The upsurge in new telehealth services, driven by COVID-19, has generated a push for a more thorough evaluation of their effectiveness and how many of these healthcare services are being delivered.

There is a danger that the ad hoc adoption of technology-based innovations may result in them being short-lived and later discarded, due to their narrow impact and lack of integration with existing ‘infostructure’.

“Changes in care delivery processes and mechanisms have been very widespread, from primary to acute care,” Australasian Telehealth Society national president, Jackie Plunkett said. “We need to learn from this experience and ensure we have enough flexibility and resilience in our health systems to enable changes like this to happen safely and sustainably into the future.”

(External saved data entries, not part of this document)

//! Interface ↔ implementation pairing.
//!
//! Pairing does not look at concrete arguments. An implementation pairs with
//! an interface when their arities agree, its constraints subsume the
//! interface's, and it provides every interface member.

use stencil_core::{MatchFailureKind, TemplateImplementationRecord, TemplateInterfaceRecord};

use crate::template::substitution::{rename_map, substitute_signature};

/// Check that `implementation` can serve `interface`.
pub fn pair(
    interface: &TemplateInterfaceRecord,
    implementation: &TemplateImplementationRecord,
) -> Result<(), MatchFailureKind> {
    if implementation.arity() != interface.arity() {
        return Err(MatchFailureKind::ArityMismatch {
            template: interface.name().clone(),
            expected: interface.arity(),
            got: implementation.arity(),
        });
    }

    if let Some(violation) = implementation
        .constraints
        .first_unsubsumed(&interface.constraints)
    {
        return Err(MatchFailureKind::ConstraintsNotSubsumed {
            position: violation.position,
            parameter: violation.parameter,
            requirement: violation.requirement,
        });
    }

    let missing = missing_members(interface, implementation);
    if !missing.is_empty() {
        return Err(MatchFailureKind::MissingMembers {
            implementation: implementation.name.clone(),
            members: missing,
        });
    }
    Ok(())
}

/// Interface members the implementation does not provide, compared by name
/// and parameter types after renaming interface parameters to the
/// implementation's.
pub fn missing_members(
    interface: &TemplateInterfaceRecord,
    implementation: &TemplateImplementationRecord,
) -> Vec<String> {
    let renames = rename_map(&interface.constraints, &implementation.constraints);
    interface
        .members
        .iter()
        .filter(|member| {
            let expected = substitute_signature(member, &renames);
            !implementation
                .members
                .iter()
                .any(|m| m.signature.shape() == expected.shape())
        })
        .map(|member| member.name.clone())
        .collect()
}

Society vice-president Alan Taylor recently initiated a national survey to capture some of this knowledge on the adoption of telehealth services in response to the pandemic. “We can see that there has been a much wider use of telehealth, in many different settings, than simply the adoption of telephone consultations which have captured so much public attention,” he said.

In addition to teleconsultation there were many instances of new services in remote patient monitoring, independent living support and health related communications during isolation, he said.

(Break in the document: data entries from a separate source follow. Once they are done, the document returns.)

//! Operator requirements.
//!
//! Host-language operators are not interface members, so a template cannot
//! demand them through nominal constraints. Instead a constraint names the
//! [`Operator`] it needs together with the [`OperatorForm`] the concrete type
//! must provide, and the matcher checks it structurally.
//!
//! # Example
//!
//! ```
//! use stencil_core::{Operator, OperatorForm};
//!
//! // "equality comparison taking two read-only references, returning boolean"
//! let form = OperatorForm::comparison();
//! assert_eq!(form.to_string(), "(in, in) -> bool");
//! assert_eq!(Operator::Equals.symbol(), "==");
//! ```

use std::fmt;

/// Operator kinds that a constraint may require.
#[derive(Debug, Clone, Copy, PartialEq, Eq, Hash, PartialOrd, Ord)]
pub enum Operator {
    // === Comparison ===
    /// `==`
    Equals,
    /// `!=`
    NotEquals,
    /// `<`
    LessThan,
    /// `<=`
    LessOrEqual,
    /// `>`
    GreaterThan,
    /// `>=`
    GreaterOrEqual,

    // === Arithmetic ===
    /// `+`
    Add,
    /// `-`
    Sub,
    /// `*`
    Mul,
    /// `/`
    Div,
    /// `%`
    Mod,

    // === Bitwise ===
    /// `&`
    BitAnd,
    /// `|`
    BitOr,
    /// `^`
    BitXor,
    /// `<<`
    Shl,
    /// `>>`
    Shr,

    // === Unary ===
    /// unary `-`
    Neg,
    /// `!`
    Not,
    /// `++`
    Increment,
    /// `--`
    Decrement,
}

impl Operator {
    /// Source-level symbol.
    pub fn symbol(self) -> &'static str {
        match self {
            Operator::Equals => "==",
            Operator::NotEquals => "!=",
            Operator::LessThan => "<",
            Operator::LessOrEqual => "<=",
            Operator::GreaterThan => ">",
            Operator::GreaterOrEqual => ">=",
            Operator::Add => "+",
            Operator::Sub | Operator::Neg => "-",
            Operator::Mul => "*",
            Operator::Div => "/",
            Operator::Mod => "%",
            Operator::BitAnd => "&",
            Operator::BitOr => "|",
            Operator::BitXor => "^",
            Operator::Shl => "<<",
            Operator::Shr => ">>",
            Operator::Not => "!",
            Operator::Increment => "++",
            Operator::Decrement => "--",
        }
    }

    /// Member name used for forwarding members in synthesized witnesses.
    pub fn member_name(self) -> &'static str {
        match self {
            Operator::Equals => "op_equals",
            Operator::NotEquals => "op_not_equals",
            Operator::LessThan => "op_less_than",
            Operator::LessOrEqual => "op_less_or_equal",
            Operator::GreaterThan => "op_greater_than",
            Operator::GreaterOrEqual => "op_greater_or_equal",
            Operator::Add => "op_add",
            Operator::Sub => "op_sub",
            Operator::Mul => "op_mul",
            Operator::Div => "op_div",
            Operator::Mod => "op_mod",
            Operator::BitAnd => "op_bit_and",
            Operator::BitOr => "op_bit_or",
            Operator::BitXor => "op_bit_xor",
            Operator::Shl => "op_shl",
            Operator::Shr => "op_shr",
            Operator::Neg => "op_neg",
            Operator::Not => "op_not",
            Operator::Increment => "op_increment",
            Operator::Decrement => "op_decrement",
        }
    }

    /// Check if this is a unary operator.
    pub fn is_unary(self) -> bool {
        matches!(
            self,
            Operator::Neg | Operator::Not | Operator::Increment | Operator::Decrement
        )
    }

    /// The form this operator most commonly takes; used as the default
    /// requirement when a marker names only the operator.
    pub fn natural_form(self) -> OperatorForm {
        match self {
            Operator::Equals
            | Operator::NotEquals
            | Operator::LessThan
            | Operator::LessOrEqual
            | Operator::GreaterThan
            | Operator::GreaterOrEqual => OperatorForm::comparison(),
            Operator::Not => OperatorForm::new(PassMode::Value, 1, ReturnKind::Bool),
            op if op.is_unary() => OperatorForm::unary(),
            _ => OperatorForm::binary(),
        }
    }
}

impl fmt::Display for Operator {
    fn fmt(&self, f: &mut fmt::Formatter<'_>) -> fmt::Result {
        write!(f, "operator {}", self.symbol())
    }
}

/// How operands are passed to an operator.
#[derive(Debug, Clone, Copy, PartialEq, Eq, Hash, PartialOrd, Ord)]
pub enum PassMode {
    /// By value (copy).
    Value,
    /// Read-only reference.
    In,
    /// Mutable reference.
    Ref,
}

impl PassMode {
    pub fn as_str(self) -> &'static str {
        match self {
            PassMode::Value => "value",
            PassMode::In => "in",
            PassMode::Ref => "ref",
        }
    }
}

/// What an operator returns.
#[derive(Debug, Clone, Copy, PartialEq, Eq, Hash, PartialOrd, Ord)]
pub enum ReturnKind {
    /// Boolean result (comparisons).
    Bool,
    /// Integer result (three-way comparison).
    Int,
    /// A value of the operand type.
    Operand,
    /// Nothing.
    Void,
}

impl ReturnKind {
    pub fn as_str(self) -> &'static str {
        match self {
            ReturnKind::Bool => "bool",
            ReturnKind::Int => "int",
            ReturnKind::Operand => "self",
            ReturnKind::Void => "void",
        }
    }
}

/// The functional shape an operator must have: operand passing, operand count
/// and result kind.
#[derive(Debug, Clone, Copy, PartialEq, Eq, Hash, PartialOrd, Ord)]
pub struct OperatorForm {
    pub pass: PassMode,
    pub arity: u8,
    pub returns: ReturnKind,
}

impl OperatorForm {
    pub const fn new(pass: PassMode, arity: u8, returns: ReturnKind) -> Self {
        Self {
            pass,
            arity,
            returns,
        }
    }

    /// Two read-only operands, boolean result.
    pub const fn comparison() -> Self {
        Self::new(PassMode::In, 2, ReturnKind::Bool)
    }

    /// Two by-value operands, operand-typed result.
    pub const fn binary() -> Self {
        Self::new(PassMode::Value, 2, ReturnKind::Operand)
    }

    /// One by-value operand, operand-typed result.
    pub const fn unary() -> Self {
        Self::new(PassMode::Value, 1, ReturnKind::Operand)
    }
}

impl fmt::Display for OperatorForm {
    fn fmt(&self, f: &mut fmt::Formatter<'_>) -> fmt::Result {
        write!(f, "(")?;
        for i in 0..self.arity {
            if i > 0 {
                write!(f, ", ")?;
            }
            write!(f, "{}", self.pass.as_str())?;
        }
        write!(f, ") -> {}", self.returns.as_str())
    }
}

And while the multiplicity of new services is a bonanza for the digital health market, it brings with it an unmet need for considering how to join up and sustain these many independent initiatives.

According to Flinders Digital Health Research Centre co-director, Professor Anthony Maeder it is just as important to follow up with critique and evaluation of new telehealth and e-health services, as it is to develop the new services in the first place.

And the new telehealth, remote monitoring and mobile app services that are emerging will also impact consumers in the disability and special needs sector just as strongly, he told F2L. “Given the vulnerability of that sector, our message that post-introduction evaluation of new services is needed, deserves to be strongly reinforced as being highly relevant,” he said.

“Only with a systematic and comprehensive structured approach such as we have suggested, can the impact and potential of these new digital technology enabled health services be fully evaluated.”